### TASK TO CARRY OUT
Where the records hold the string "alloc", show the whole line it sits on.

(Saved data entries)
####################

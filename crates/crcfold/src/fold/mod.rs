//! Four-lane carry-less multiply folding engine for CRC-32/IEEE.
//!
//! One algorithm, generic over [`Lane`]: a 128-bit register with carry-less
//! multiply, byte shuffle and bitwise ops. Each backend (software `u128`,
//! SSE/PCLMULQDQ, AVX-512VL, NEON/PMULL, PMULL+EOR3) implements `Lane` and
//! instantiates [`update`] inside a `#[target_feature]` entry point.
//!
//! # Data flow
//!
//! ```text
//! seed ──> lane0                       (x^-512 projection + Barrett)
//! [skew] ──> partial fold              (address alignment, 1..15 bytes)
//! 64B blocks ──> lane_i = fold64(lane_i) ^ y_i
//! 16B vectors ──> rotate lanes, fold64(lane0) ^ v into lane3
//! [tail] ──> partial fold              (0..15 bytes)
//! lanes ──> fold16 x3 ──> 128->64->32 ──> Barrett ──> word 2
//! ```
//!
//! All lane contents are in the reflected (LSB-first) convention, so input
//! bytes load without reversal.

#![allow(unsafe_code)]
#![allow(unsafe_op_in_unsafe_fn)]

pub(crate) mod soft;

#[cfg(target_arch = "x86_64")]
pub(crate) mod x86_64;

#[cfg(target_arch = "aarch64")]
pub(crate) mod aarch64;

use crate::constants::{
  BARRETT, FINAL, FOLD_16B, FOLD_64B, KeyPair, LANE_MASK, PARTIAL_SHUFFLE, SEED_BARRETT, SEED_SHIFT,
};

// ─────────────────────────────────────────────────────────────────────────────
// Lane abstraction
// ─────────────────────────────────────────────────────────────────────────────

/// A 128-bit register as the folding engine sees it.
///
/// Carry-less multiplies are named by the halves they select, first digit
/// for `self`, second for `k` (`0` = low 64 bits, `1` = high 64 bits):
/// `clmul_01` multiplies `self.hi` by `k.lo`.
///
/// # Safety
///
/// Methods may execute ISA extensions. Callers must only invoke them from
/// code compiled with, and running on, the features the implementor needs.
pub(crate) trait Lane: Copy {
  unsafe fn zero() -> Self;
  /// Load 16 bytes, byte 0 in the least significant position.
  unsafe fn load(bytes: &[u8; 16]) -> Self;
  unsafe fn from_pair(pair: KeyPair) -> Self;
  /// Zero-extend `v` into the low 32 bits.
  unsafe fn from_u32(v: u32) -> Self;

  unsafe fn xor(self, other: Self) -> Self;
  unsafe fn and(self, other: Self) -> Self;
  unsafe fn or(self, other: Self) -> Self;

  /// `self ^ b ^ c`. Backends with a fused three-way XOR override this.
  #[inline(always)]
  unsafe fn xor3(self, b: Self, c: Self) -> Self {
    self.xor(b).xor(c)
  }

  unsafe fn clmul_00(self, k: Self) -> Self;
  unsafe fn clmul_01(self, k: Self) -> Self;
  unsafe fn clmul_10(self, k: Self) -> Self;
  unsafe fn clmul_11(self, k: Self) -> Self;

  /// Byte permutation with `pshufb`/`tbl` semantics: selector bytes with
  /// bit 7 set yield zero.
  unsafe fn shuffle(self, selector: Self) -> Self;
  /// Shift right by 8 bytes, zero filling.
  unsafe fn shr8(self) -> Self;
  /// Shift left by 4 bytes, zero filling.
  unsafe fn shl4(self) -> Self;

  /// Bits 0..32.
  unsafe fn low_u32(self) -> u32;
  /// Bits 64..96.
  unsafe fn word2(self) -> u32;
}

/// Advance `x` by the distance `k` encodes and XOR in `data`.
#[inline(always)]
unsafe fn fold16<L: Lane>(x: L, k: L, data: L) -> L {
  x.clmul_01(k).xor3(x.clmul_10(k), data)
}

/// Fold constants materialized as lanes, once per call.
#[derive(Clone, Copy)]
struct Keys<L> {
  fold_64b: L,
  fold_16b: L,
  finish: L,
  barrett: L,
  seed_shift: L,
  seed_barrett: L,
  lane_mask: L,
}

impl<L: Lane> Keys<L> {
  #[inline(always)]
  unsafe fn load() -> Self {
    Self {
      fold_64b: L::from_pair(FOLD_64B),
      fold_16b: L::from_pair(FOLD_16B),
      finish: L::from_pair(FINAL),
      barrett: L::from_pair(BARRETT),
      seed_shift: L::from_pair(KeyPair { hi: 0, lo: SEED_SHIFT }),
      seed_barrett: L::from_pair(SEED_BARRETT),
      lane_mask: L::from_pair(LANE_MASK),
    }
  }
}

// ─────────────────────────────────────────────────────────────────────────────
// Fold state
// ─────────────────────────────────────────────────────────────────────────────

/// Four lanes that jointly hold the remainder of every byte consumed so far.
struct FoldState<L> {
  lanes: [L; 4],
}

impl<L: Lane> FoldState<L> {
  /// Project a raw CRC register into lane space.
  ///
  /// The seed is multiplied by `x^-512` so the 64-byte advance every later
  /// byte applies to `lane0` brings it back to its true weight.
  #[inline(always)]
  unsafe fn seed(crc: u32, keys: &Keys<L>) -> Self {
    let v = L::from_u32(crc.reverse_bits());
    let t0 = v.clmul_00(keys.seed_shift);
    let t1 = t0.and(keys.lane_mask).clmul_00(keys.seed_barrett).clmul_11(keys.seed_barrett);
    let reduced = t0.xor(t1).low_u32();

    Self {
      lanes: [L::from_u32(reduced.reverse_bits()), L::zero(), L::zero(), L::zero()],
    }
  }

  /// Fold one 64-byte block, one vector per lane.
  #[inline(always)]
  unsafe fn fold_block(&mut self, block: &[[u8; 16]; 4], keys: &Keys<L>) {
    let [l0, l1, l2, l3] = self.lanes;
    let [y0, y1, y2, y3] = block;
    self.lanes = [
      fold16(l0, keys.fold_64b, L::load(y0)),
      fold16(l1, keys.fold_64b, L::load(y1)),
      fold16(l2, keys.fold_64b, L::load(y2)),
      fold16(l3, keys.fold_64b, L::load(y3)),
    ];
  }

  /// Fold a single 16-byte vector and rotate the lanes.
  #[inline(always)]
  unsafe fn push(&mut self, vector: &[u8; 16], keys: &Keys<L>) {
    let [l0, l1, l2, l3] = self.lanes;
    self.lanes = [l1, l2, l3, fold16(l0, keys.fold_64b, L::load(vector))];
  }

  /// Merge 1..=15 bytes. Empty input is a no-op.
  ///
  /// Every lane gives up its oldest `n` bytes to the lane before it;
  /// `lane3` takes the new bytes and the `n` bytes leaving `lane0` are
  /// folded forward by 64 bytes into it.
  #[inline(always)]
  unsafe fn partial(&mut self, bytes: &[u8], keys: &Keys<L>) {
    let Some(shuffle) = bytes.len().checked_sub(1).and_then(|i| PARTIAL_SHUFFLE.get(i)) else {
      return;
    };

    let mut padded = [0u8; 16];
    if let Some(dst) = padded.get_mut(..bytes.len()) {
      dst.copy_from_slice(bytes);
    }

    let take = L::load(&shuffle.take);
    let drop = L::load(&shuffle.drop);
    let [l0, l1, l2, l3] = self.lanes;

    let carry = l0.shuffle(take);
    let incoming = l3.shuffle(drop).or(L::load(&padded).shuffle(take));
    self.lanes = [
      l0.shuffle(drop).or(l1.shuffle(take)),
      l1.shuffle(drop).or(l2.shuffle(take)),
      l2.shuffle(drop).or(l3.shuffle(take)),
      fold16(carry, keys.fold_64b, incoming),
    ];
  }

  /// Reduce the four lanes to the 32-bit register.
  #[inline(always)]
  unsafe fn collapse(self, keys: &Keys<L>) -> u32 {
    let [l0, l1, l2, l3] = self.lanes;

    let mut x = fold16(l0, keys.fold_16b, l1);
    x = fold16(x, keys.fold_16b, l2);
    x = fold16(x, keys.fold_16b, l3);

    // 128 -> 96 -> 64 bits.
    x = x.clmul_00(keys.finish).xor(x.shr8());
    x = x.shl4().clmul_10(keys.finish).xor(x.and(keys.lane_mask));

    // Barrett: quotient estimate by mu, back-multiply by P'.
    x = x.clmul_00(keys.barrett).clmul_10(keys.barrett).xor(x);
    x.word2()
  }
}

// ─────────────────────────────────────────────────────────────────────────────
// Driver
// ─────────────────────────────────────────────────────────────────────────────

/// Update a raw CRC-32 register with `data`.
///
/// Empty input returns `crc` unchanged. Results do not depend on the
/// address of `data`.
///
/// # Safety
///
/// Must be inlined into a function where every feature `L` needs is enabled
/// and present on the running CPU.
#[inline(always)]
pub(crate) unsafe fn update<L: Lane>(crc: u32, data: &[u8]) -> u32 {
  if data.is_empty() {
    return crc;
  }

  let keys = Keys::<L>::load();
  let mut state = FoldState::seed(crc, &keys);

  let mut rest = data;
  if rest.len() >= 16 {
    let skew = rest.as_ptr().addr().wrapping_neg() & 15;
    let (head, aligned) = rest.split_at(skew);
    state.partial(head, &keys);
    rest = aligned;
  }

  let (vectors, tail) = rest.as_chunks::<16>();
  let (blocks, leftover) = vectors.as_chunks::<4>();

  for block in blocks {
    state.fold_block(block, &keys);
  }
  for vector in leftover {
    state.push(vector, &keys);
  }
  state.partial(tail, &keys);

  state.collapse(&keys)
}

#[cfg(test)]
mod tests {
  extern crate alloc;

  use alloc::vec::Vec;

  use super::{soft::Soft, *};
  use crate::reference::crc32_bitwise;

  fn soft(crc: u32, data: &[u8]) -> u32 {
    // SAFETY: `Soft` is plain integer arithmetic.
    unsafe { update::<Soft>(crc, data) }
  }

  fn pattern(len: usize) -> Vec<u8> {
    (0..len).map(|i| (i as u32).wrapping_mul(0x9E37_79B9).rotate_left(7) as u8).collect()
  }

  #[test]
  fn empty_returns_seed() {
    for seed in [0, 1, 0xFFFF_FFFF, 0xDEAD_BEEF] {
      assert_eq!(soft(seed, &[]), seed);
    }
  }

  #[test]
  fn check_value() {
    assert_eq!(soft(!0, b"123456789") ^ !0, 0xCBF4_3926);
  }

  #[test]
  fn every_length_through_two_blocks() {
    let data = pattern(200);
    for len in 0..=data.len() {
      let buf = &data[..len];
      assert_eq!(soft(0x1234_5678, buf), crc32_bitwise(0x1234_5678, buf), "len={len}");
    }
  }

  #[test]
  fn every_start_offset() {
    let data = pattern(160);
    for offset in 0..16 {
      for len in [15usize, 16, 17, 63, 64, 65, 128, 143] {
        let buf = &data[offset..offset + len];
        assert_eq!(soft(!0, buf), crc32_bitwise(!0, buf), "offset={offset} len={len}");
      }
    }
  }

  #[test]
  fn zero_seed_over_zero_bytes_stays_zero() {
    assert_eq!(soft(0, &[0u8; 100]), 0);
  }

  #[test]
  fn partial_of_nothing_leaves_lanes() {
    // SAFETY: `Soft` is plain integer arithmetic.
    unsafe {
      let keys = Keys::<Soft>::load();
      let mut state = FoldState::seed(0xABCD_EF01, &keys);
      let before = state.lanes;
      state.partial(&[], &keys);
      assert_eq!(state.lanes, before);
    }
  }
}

####################

### ANSWER AREA
  extern crate alloc;
  use alloc::vec::Vec;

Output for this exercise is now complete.